What this task involves - Hunt through the entries for the word "buffer" and copy each line in which it appears.

### Material for the task

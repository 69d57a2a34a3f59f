use anyhow::Result;
use serde::Serialize;
use std::io::Write;
use std::str::FromStr;

#[derive(Debug, Clone, Copy, PartialEq, Eq, Default)]
pub enum OutputFormat {
    #[default]
    Text,
    Json,
}

impl FromStr for OutputFormat {
    type Err = anyhow::Error;

    fn from_str(s: &str) -> Result<Self> {
        match s.to_ascii_lowercase().as_str() {
            "text" => Ok(OutputFormat::Text),
            "json" => Ok(OutputFormat::Json),
            other => Err(anyhow::anyhow!("unknown output format '{}'", other)),
        }
    }
}

pub struct JsonFormatter;

impl JsonFormatter {
    pub fn write<W: Write, T: Serialize + ?Sized>(writer: &mut W, value: &T) -> Result<()> {
        serde_json::to_writer_pretty(&mut *writer, value)?;
        writeln!(writer)?;
        Ok(())
    }

    pub fn to_string<T: Serialize + ?Sized>(value: &T) -> Result<String> {
        Ok(serde_json::to_string_pretty(value)?)
    }
}

#[cfg(test)]
mod tests {
    use super::*;

    #[test]
    fn test_parse_format() {
        assert_eq!("json".parse::<OutputFormat>().unwrap(), OutputFormat::Json);
        assert_eq!("TEXT".parse::<OutputFormat>().unwrap(), OutputFormat::Text);
        assert!("yaml".parse::<OutputFormat>().is_err());
    }

    #[test]
    fn test_json_write_appends_newline() {
        let mut buffer = Vec::new();
        JsonFormatter::write(&mut buffer, &vec![1, 2]).unwrap();
        let text = String::from_utf8(buffer).unwrap();
        assert!(text.ends_with("]\n"));
    }
}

######

Answer section -
        let mut buffer = Vec::new();
        JsonFormatter::write(&mut buffer, &vec![1, 2]).unwrap();
        let text = String::from_utf8(buffer).unwrap();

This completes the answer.